My example also makes the assumption that you're paying retail for the frame... who does that?


----------



## TricrossRich (Mar 26, 2014)

I'm just saying... I built up a Venge Pro Race frame set for WAY less than the MSRP on the Venge Pro Race complete... and my bike is Dura-ace 9000, while the complete is Ultegra 6800...


----------



## OldChipper (May 15, 2011)

TricrossRich said:


> My example also makes the assumption that you're paying retail for the frame... who does that?


Troll.


----------



## TricrossRich (Mar 26, 2014)

OldChipper said:


> Troll.


Not trying to troll, seriously. I literally don't know anyone that paid MSRP for a bike. Don't get me wrong, I'm sure there are some people that do it, but I've never heard of it personally. Here in the NJ/NYC area, most bike shops will wheel and deal and its my experience that they wheel and deal a little more on frame sets than they do on completes..... unless its a complete that has been sitting in the shop more more than a year, than its game on.


----------



## tom_h (May 6, 2008)

TricrossRich said:


> My example also makes the assumption that you're paying retail for the frame... who does that?


Agreed. 
Not unusual for a cycling club to have worked out member discounts with specific bike shops.
IME, 20-30% discounts may be available. Specialized typically provides a narrow window of opportunity with authorized shops, wherein group orders may be placed late in the calendar year (eg, 2014) for delivery of 2015 models in early 2015.


----------



## tyrich88 (Jul 12, 2013)

TricrossRich said:


> I'm just saying... I built up a Venge Pro Race frame set for WAY less than the MSRP on the Venge Pro Race complete... and my bike is Dura-ace 9000, while the complete is Ultegra 6800...

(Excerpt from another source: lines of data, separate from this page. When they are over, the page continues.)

//! Access token storage.
//!
//! Tokens live in a [`KeyedStore`] keyed by their bearer value. Expiry is
//! checked lazily at introspection; [`AccessTokenStore::cleanup_expired`]
//! is an optional sweep and nothing depends on it having run.

use shlink_core::{ClientIdentity, PolicyRecord, RarItem, SharedClock, SystemClock};
use shlink_storage::{KeyedStore, MemoryStore};
use std::fmt;
use std::sync::Arc;
use tracing::{debug, info};

use crate::error::CapabilityResult;
use crate::token::{AccessToken, generate_token_value, token_fingerprint};

/// Default token lifetime in seconds.
pub const DEFAULT_TOKEN_TTL_SECS: i64 = 300;

/// Result of looking a token value up.
#[derive(Debug, Clone, PartialEq, Eq)]
pub struct Introspection {
    /// The stored record, if the value is known.
    pub token: Option<AccessToken>,
    /// Whether the token is known and unexpired.
    pub valid: bool,
}

impl Introspection {
    /// Introspection of an unknown value.
    #[must_use]
    pub fn unknown() -> Self {
        Self {
            token: None,
            valid: false,
        }
    }

    /// The token, only if it is valid.
    #[must_use]
    pub fn usable(&self) -> Option<&AccessToken> {
        self.token.as_ref().filter(|_| self.valid)
    }
}

/// Store of issued access tokens.
pub struct AccessTokenStore {
    tokens: Arc<dyn KeyedStore<AccessToken>>,
    clock: SharedClock,
    ttl_secs: i64,
}

impl AccessTokenStore {
    /// In-memory store on the wall clock with the default lifetime.
    #[must_use]
    pub fn in_memory() -> Self {
        Self::with_store(Arc::new(MemoryStore::new()), SystemClock::shared())
    }

    /// Store backed by an existing table.
    #[must_use]
    pub fn with_store(tokens: Arc<dyn KeyedStore<AccessToken>>, clock: SharedClock) -> Self {
        Self {
            tokens,
            clock,
            ttl_secs: DEFAULT_TOKEN_TTL_SECS,
        }
    }

    /// Set the token lifetime.
    #[must_use]
    pub fn with_ttl(mut self, ttl_secs: i64) -> Self {
        self.ttl_secs = ttl_secs;
        self
    }

    /// Replace the clock.
    #[must_use]
    pub fn with_clock(mut self, clock: SharedClock) -> Self {
        self.clock = clock;
        self
    }

    /// Token lifetime in seconds.
    #[must_use]
    pub fn ttl_secs(&self) -> i64 {
        self.ttl_secs
    }

    /// The clock tokens are checked against.
    #[must_use]
    pub fn clock(&self) -> &SharedClock {
        &self.clock
    }

    /// Issue and store a token.
    ///
    /// # Errors
    ///
    /// Returns an error if a token value cannot be generated or the store fails.
    pub fn save(
        &self,
        granted_access: Vec<RarItem>,
        enabling_policies: Vec<PolicyRecord>,
        bound_client: ClientIdentity,
    ) -> CapabilityResult<AccessToken> {
        let token = AccessToken {
            value: generate_token_value()?,
            bound_client,
            granted_access,
            enabling_policies,
            expiration_time: self.clock.now().saturating_add(self.ttl_secs),
        };
        self.tokens.put(&token.value, token.clone())?;

        info!(
            token = %token.fingerprint(),
            client = %token.bound_client.key_id(),
            grants = token.granted_access.len(),
            expires = token.expiration_time,
            "Access token issued"
        );
        Ok(token)
    }

    /// Look a token value up. Unknown values are not an error.
    ///
    /// # Errors
    ///
    /// Returns an error only if the store fails.
    pub fn introspect(&self, value: &str) -> CapabilityResult<Introspection> {
        if value.is_empty() {
            return Ok(Introspection::unknown());
        }
        let Some(token) = self.tokens.get(value)? else {
            debug!(token = %token_fingerprint(value), "Unknown access token");
            return Ok(Introspection::unknown());
        };
        let valid = token.is_valid_at(self.clock.now());
        Ok(Introspection {
            token: Some(token),
            valid,
        })
    }

    /// Delete every token granted under a claim on `package`. Returns the
    /// number deleted.
    ///
    /// # Errors
    ///
    /// Returns an error if the store fails.
    pub fn revoke_by_package(&self, package: &str) -> CapabilityResult<usize> {
        let removed = self
            .tokens
            .retain(&mut |_, token| !token.derives_from_claim_on(package))?;
        info!(package, revoked = removed, "Revoked tokens derived from package");
        Ok(removed)
    }

    /// Delete every expired token. Returns the number deleted.
    ///
    /// # Errors
    ///
    /// Returns an error if the store fails.
    pub fn cleanup_expired(&self) -> CapabilityResult<usize> {
        let now = self.clock.now();
        let removed = self.tokens.retain(&mut |_, token| token.is_valid_at(now))?;
        if removed > 0 {
            debug!(removed, "Expired tokens swept");
        }
        Ok(removed)
    }

    /// Number of stored tokens, expired ones included.
    #[must_use]
    pub fn len(&self) -> usize {
        self.tokens.len()
    }

    /// Whether no tokens are stored.
    #[must_use]
    pub fn is_empty(&self) -> bool {
        self.tokens.is_empty()
    }
}

impl fmt::Debug for AccessTokenStore {
    fn fmt(&self, f: &mut fmt::Formatter<'_>) -> fmt::Result {
        f.debug_struct("AccessTokenStore")
            .field("tokens", &self.tokens.len())
            .field("ttl_secs", &self.ttl_secs)
            .finish_non_exhaustive()
    }
}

Your calculator is wrong. If you add up the parts on a Venge pro race, before you even get to the drivetrain, with the same build, you're at $6k... and I didn't even add bar tape into that! 

And the reality about shops giving discounts off of retail means that you could possibly get those discounts off of retail on those parts as well, but the complete packages come in cheaper than someone buying each part separately. that's kind of the point. Otherwise companies would only sell frames, because people change out parts all the time anyways.


----------



## Dunbar (Aug 8, 2010)

tyrich88 said:


> If you add up the parts on a Venge pro race, before you even get to the drivetrain, with the same build, you're at $6k... and I didn't even add bar tape into that!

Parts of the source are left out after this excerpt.